Rabu, 19 Juli 2017

Novel; Arthof's Journey (Hal 10-14)



            Rasanya begitu aneh, mungkin ada yang habis kentut. Bau ini begitu menyengat di lubang hidungku. Tak berselang lama, rasa perih mulai terasa menjalar ke seluruh bagian tubuh.

“ukh...” kubuka mataku perlahan. Butuh beberapa hitungan detik hingga aku bisa melihat sekeliling dengan jelas.

Aku sedang berada di sebuah kamar tidur. Temboknya terdiri atas kayu tua dan berpasak bambu. Atapnya pun masih terdiri dari jerami tua yang di anyam. Aku mencoba bangkit tapi luka di tubuhku tak mengijinkannya. Lama aku di ruangan ini sendiri. ternyata bau yang menyengat itu adalah bau menyan. Dari dulu Aku tidak suka dengan bau-bauan seperti itu.

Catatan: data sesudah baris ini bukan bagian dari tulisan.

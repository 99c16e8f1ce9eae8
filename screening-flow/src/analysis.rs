use async_trait::async_trait;
use serde::{Deserialize, Serialize};
use std::collections::HashSet;
use std::sync::Arc;
use tracing::{info, warn};

use crate::credential::Credential;
use crate::error::{Result, ScreeningError};

/// A reference case returned next to the probability.
#[derive(Debug, Clone, PartialEq, Serialize, Deserialize)]
pub struct SimilarCase {
    #[serde(rename = "image_id")]
    pub case_id: String,
    pub image_url: String,
    #[serde(alias = "dx")]
    pub diagnosis: String,
    #[serde(default, skip_serializing_if = "Option::is_none")]
    pub age: Option<f64>,
    #[serde(default, skip_serializing_if = "Option::is_none")]
    pub sex: Option<String>,
    #[serde(default, skip_serializing_if = "Option::is_none")]
    pub localization: Option<String>,
}

/// Outcome of one analysis call. The probability is passed through as-is;
/// interpreting it is the backend's job.
#[derive(Debug, Clone, PartialEq, Serialize, Deserialize)]
pub struct AnalysisResult {
    #[serde(alias = "cnn_result")]
    pub probability: f64,
    #[serde(rename = "similar_images", default)]
    pub similar_cases: Vec<SimilarCase>,
}

impl AnalysisResult {
    /// Checks the probability range and drops repeated case ids, keeping the
    /// first occurrence.
    pub fn normalized(mut self) -> Result<Self> {
        if !self.probability.is_finite() || !(0.0..=1.0).contains(&self.probability) {
            return Err(ScreeningError::ServiceError {
                status: 200,
                message: format!(
                    "Analysis returned an out-of-range probability: {}",
                    self.probability
                ),
            });
        }

        let mut seen = HashSet::new();
        let before = self.similar_cases.len();
        self.similar_cases
            .retain(|case| seen.insert(case.case_id.clone()));
        if self.similar_cases.len() != before {
            warn!(
                "Dropped {} similar cases with repeated ids",
                before - self.similar_cases.len()
            );
        }

        Ok(self)
    }

    pub fn case_ids(&self) -> Vec<String> {
        self.similar_cases.iter().map(|c| c.case_id.clone()).collect()
    }

    pub fn has_candidates(&self) -> bool {
        !self.similar_cases.is_empty()
    }
}

/// Uploaded lesion photo.
#[derive(Clone)]
pub struct ImageUpload {
    pub file_name: String,
    pub content_type: String,
    pub bytes: Vec<u8>,
}

impl ImageUpload {
    pub fn new(
        file_name: impl Into<String>,
        content_type: impl Into<String>,
        bytes: impl Into<Vec<u8>>,
    ) -> Self {
        Self {
            file_name: file_name.into(),
            content_type: content_type.into(),
            bytes: bytes.into(),
        }
    }

    /// Guesses the content type from the file extension.
    pub fn from_file_name(file_name: impl Into<String>, bytes: impl Into<Vec<u8>>) -> Self {
        let file_name = file_name.into();
        let lower = file_name.to_ascii_lowercase();
        let content_type = if lower.ends_with(".png") {
            "image/png"
        } else if lower.ends_with(".jpg") || lower.ends_with(".jpeg") {
            "image/jpeg"
        } else {
            "application/octet-stream"
        };
        Self::new(file_name, content_type, bytes)
    }

    pub fn is_empty(&self) -> bool {
        self.bytes.is_empty()
    }
}

impl std::fmt::Debug for ImageUpload {
    fn fmt(&self, f: &mut std::fmt::Formatter<'_>) -> std::fmt::Result {
        f.debug_struct("ImageUpload")
            .field("file_name", &self.file_name)
            .field("content_type", &self.content_type)
            .field("len", &self.bytes.len())
            .finish()
    }
}

/// Scoring backend.
#[async_trait]
pub trait ScoringService: Send + Sync {
    async fn analyze(&self, credential: &Credential, image: &ImageUpload) -> Result<AnalysisResult>;
}

/// Submits images for scoring. Every call is an independent attempt.
#[derive(Clone)]
pub struct AnalysisClient {
    service: Arc<dyn ScoringService>,
}

impl AnalysisClient {
    pub fn new(service: Arc<dyn ScoringService>) -> Self {
        Self { service }
    }

    pub async fn analyze(
        &self,
        credential: Option<&Credential>,
        image: &ImageUpload,
    ) -> Result<AnalysisResult> {
        let credential = credential.ok_or(ScreeningError::Unauthenticated)?;
        if image.is_empty() {
            return Err(ScreeningError::MissingImage);
        }

        info!(
            subject = %credential.subject_id(),
            file = %image.file_name,
            bytes = image.bytes.len(),
            "Submitting image for analysis"
        );

        let result = self.service.analyze(credential, image).await?.normalized()?;

        info!(
            probability = result.probability,
            similar_cases = result.similar_cases.len(),
            "Analysis complete"
        );
        Ok(result)
    }
}
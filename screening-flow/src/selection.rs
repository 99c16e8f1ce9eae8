use serde::Serialize;
use tracing::debug;

use crate::analysis::AnalysisResult;
use crate::error::{Result, ScreeningError};

/// Upper bound on the number of cases a user may pick.
pub const MAX_SELECTION: usize = 3;

/// Chosen case ids in the order they were picked.
#[derive(Debug, Clone, Default, PartialEq, Eq, Serialize)]
pub struct Selection {
    ids: Vec<String>,
}

impl Selection {
    pub fn ids(&self) -> &[String] {
        &self.ids
    }

    pub fn len(&self) -> usize {
        self.ids.len()
    }

    pub fn is_empty(&self) -> bool {
        self.ids.is_empty()
    }

    pub fn contains(&self, case_id: &str) -> bool {
        self.ids.iter().any(|id| id == case_id)
    }

    pub fn is_saturated(&self) -> bool {
        self.ids.len() >= MAX_SELECTION
    }
}

/// Bounded multi-select over the cases of the active analysis result.
#[derive(Debug, Clone, Default)]
pub struct SimilaritySelector {
    candidates: Option<Vec<String>>,
    selection: Selection,
}

impl SimilaritySelector {
    pub fn new() -> Self {
        Self::default()
    }

    /// Replaces the candidate set with the ids of `result` and clears the
    /// selection.
    pub fn activate(&mut self, result: &AnalysisResult) {
        self.candidates = Some(result.case_ids());
        self.reset();
    }

    /// Drops the candidate set entirely.
    pub fn deactivate(&mut self) {
        self.candidates = None;
        self.reset();
    }

    pub fn reset(&mut self) {
        self.selection = Selection::default();
    }

    pub fn has_active_result(&self) -> bool {
        self.candidates.is_some()
    }

    pub fn selection(&self) -> &Selection {
        &self.selection
    }

    /// Removes `case_id` if selected; otherwise adds it while below the cap.
    /// Adding to a saturated selection is a silent no-op. Returns whether
    /// `case_id` is selected afterwards.
    pub fn toggle(&mut self, case_id: &str) -> Result<bool> {
        let candidates = self
            .candidates
            .as_ref()
            .ok_or(ScreeningError::NoActiveResult)?;

        if let Some(pos) = self.selection.ids.iter().position(|id| id == case_id) {
            self.selection.ids.remove(pos);
            debug!(case_id, "Case deselected");
            return Ok(false);
        }

        // Unknown ids never enter the selection.
        if !candidates.iter().any(|id| id == case_id) {
            debug!(case_id, "Ignoring toggle for a case outside the active result");
            return Ok(false);
        }

        if self.selection.is_saturated() {
            debug!(case_id, "Selection full, toggle ignored");
            return Ok(false);
        }

        self.selection.ids.push(case_id.to_string());
        debug!(case_id, selected = self.selection.len(), "Case selected");
        Ok(true)
    }
}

Pintu perlahan terkuak. Mata kupicingkan untuk melihat siapa gerangan orang yang masuk tanpa mengetuk pintu. Setelah jelas mataku memandang. Tak kusangka dia adalah seorang perempuan. Parasnya yang menawan membuatku tidak bisa berkedip untuk sesaat. Namun karena letupan rasa sakit di pinggang membuatku akhirnya tersadar dari angan-angan palsu.

            Sambil meringis kesakitan. Dia mendekat menuju ke arahku dengan membawa segelas air teh. Aku menelan ludah. Jantungku bertambah cepat seiring jaraknya semakin dekat denganku. Saat ini aku benar-benar diuntungkan dengan rupa menawanku. Sehingga kuyakin dia pasti akan tersipu malu saat akan berbicara denganku. Tapi –  

“bagaimana perasaanmu sekarang ini?” Tanyanya dengan nada malas. Cara bicaranya sama sekali tidak menampakkan kesan kasihan akan kondisi parahku ini. Dan rupanya dia sama sekali tidak kepincut dengan keelokan rupaku. Padahal setiap pagi saat berangkat ke sekolah. Sudah terdapat jejeran para siswi yang merapat di setiap jalan lewatku hanya untuk memandang wajahku.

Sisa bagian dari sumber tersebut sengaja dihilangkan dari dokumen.